Nevertheless, the court concludes that the account is subject to an
enforceable federal tax lien under 26 U.S.C. §6321. As discussed in
part A below, general principles counsel against repealing §6321 in the
case of TSP accounts unless §6321 and §8437(e)(2) are in
irreconcilable conflict. As discussed in part B below, because IRS
levies are excepted from §8437(e)(2), Congress implicitly intended that
tax liens, which levies serve to enforce and which accord the IRS
priority as against other creditors, would continue to attach to TSP
accounts. In any event, as discussed in part C below, the definition of
alienation ought not be viewed as including the attachment of a tax lien
which may be enforced by levy. A holding that the IRS claim may be
enforced as a secured claim under the debtor's chapter 13 plan neither
effects a prohibited alienation (part D below) nor subjects the TSP
account to other creditors' claims (part E below).
A.
Under
26 U.S.C. §6321, the assessment of a tax liability gives rise to a tax
lien on all of the taxpayer's property and rights to property. The TSP
statute should not lightly be interpreted as repealing §6321 in the
case of TSP accounts.
This
follows from well settled principles of repeal by implication. See
generally Chamber of Commerce v. Reich, 74 F.3d 1322, 1333 (D.C.
Cir. 1996). It is a "cardinal rule . . . that repeals by
implication are not favored."
Posadas
v. National City Bank, 296
U.S.
497, 503 (1936). This should particularly be so in the case of federal
tax collection remedies because the Supreme Court has recognized that
the collection of taxes is the "life-blood of government." Franchise
Tax Board v. USPS, 467
U.S.
512, 523 (1984) (quoting Bull v. United States [35-1 USTC ¶9346],
295 U.S. 247, 259-60 (1935)).
Repeal
by implication should be allowed here only if the two statutes'
provisions are in irreconcilable conflict. Radzanower v. Touche Ross
& Co., 426
U.S.
148, 155 (1976). That is to say, the provision of §6321 that the tax
lien attaches to all of the debtor's property should be deemed repealed
in the case of TSP accounts only if necessary to make the TSP statute
work. Radzanower, 426
U.S.
at 155. Demonstrably the TSP statute is susceptible to a reasonable and
workable interpretation which does not bar the attachment of federal tax
liens to TSP accounts.
B.
A
TSP account is subject to seizure by levy under 26 U.S.C. §6334(a)

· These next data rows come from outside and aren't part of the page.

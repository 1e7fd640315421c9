//! Cart state across simulated application restarts, using the real
//! file-backed store.

use std::fs;
use std::rc::Rc;

use digital_cafe_client::cart::{CartManager, CartRehydration};
use digital_cafe_client::storage::{JsonFileStore, PersistentStore, keys, shared};
use digital_cafe_core::{CartLine, MenuItemId, Price};
use digital_cafe_integration_tests::support::temp_store_path;

fn flat_white(qty: u32) -> CartLine {
    CartLine::new(MenuItemId::new(11), "Flat White", Price::from_units(5), qty)
}

fn croissant(qty: u32) -> CartLine {
    CartLine::new(MenuItemId::new(12), "Croissant", Price::from_units(3), qty)
}

#[test]
fn cart_survives_restart_through_file_store() {
    let path = temp_store_path("cart-restart");

    {
        let store = shared(JsonFileStore::open(&path).expect("open store"));
        let (mut cart, outcome) = CartManager::load(store);
        assert_eq!(outcome, CartRehydration::Empty);
        cart.add_line(flat_white(2)).expect("add");
        cart.add_line(croissant(1)).expect("add");
    }

    // "restart": a fresh store instance over the same file
    let store = shared(JsonFileStore::open(&path).expect("reopen store"));
    let (cart, outcome) = CartManager::load(store);
    assert_eq!(outcome, CartRehydration::Restored { lines: 2 });
    assert_eq!(cart.line_count(), 3);
    assert_eq!(cart.total(), Price::from_units(13));

    fs::remove_file(&path).ok();
}

#[test]
fn corrupt_cart_file_recovers_and_cleans_up() {
    let path = temp_store_path("cart-corrupt");

    {
        let store = shared(JsonFileStore::open(&path).expect("open store"));
        store
            .borrow_mut()
            .set(keys::CART, b"[{\"broken\":true}]")
            .expect("plant corrupt record");
    }

    let store = shared(JsonFileStore::open(&path).expect("reopen store"));
    let (cart, outcome) = CartManager::load(Rc::clone(&store));
    assert_eq!(outcome, CartRehydration::Recovered);
    assert!(cart.is_empty());
    // the corrupt record is gone from durable storage too
    assert!(store.borrow().get(keys::CART).expect("read").is_none());

    fs::remove_file(&path).ok();
}

#[test]
fn hand_edited_zero_quantity_line_is_rejected_on_restart() {
    let path = temp_store_path("cart-zero-qty");

    {
        let store = shared(JsonFileStore::open(&path).expect("open store"));
        // well-formed JSON, but violates the quantity invariant
        let lines = serde_json::to_vec(&vec![flat_white(0)]).expect("encode");
        store.borrow_mut().set(keys::CART, &lines).expect("plant");
    }

    let store = shared(JsonFileStore::open(&path).expect("reopen store"));
    let (cart, outcome) = CartManager::load(store);
    assert_eq!(outcome, CartRehydration::Recovered);
    assert!(cart.is_empty());

    fs::remove_file(&path).ok();
}

#[test]
fn cleared_cart_stays_empty_after_restart() {
    let path = temp_store_path("cart-clear");

    {
        let store = shared(JsonFileStore::open(&path).expect("open store"));
        let (mut cart, _) = CartManager::load(store);
        cart.add_line(flat_white(1)).expect("add");
        cart.clear().expect("clear");
    }

    let store = shared(JsonFileStore::open(&path).expect("reopen store"));
    let (cart, outcome) = CartManager::load(store);
    assert_eq!(outcome, CartRehydration::Empty);
    assert!(cart.is_empty());

    fs::remove_file(&path).ok();
}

because 26 U.S.C. §6334(c) provides that no properties other than those
specifically listed in §6334(a) shall be exempt from levy
"[n]otwithstanding any other law of the
United States
. . . ." This plain language bars interpreting 5 U.S.C. §8437(e)(2)
as proscribing a §6331 levy on a TSP account. Cf. Shanbaum v. United
States [94-2 USTC ¶50,512], 32 F.3d 180, 183 (5th Cir. 1994) (based
in part on plain language of §6334(c), ERISA pension benefits subject
to IRS levy despite ERISA's requirement that pension plan contain
anti-alienation clause).
The
debtor points to earlier bills in Congress that would have included
"debts owed by the individual to the
United States
" as an additional exception to the proscriptions of 5 U.S.C. §8437(e)(2).
See S. 1527, 99th Cong., 1st Sess. (1985) (proposed 5 U.S.C. §8426(d)(1))
and H.R. 3660, 99th Cong., 1st Sess. (1985) (proposed 5 U.S.C. §8434(d)(1)).
That language was dropped from the final statute. 4 That
deletion is inconsequential. The plain language of 26 U.S.C. §6334(c)
made it unnecessary to retain the deleted language (which applied to all
claims of the United States) or some modification thereof in order for
IRS levies to be excepted from the proscriptions of 5 U.S.C. §843(e)(2).
Having
concluded that a federal tax levy is not barred by the
proscriptions of 5 U.S.C. §8437(e)(2), it is doubtful that Congress
intended that the attaching of a federal tax lien, a much less
drastic and invasive collection enforcement measure, is barred by §8437(e)(2).
Particularly in light of the adjunct role a levy plays to a tax lien,
Congress would not likely have intended that a TSP account could be
levied on but could not be subjected to a tax lien under 26 U.S.C. §6321.
Under
§6321 the federal tax lien attaches to "all property and rights to
property, whether real or personal, belonging to [the taxpayer]."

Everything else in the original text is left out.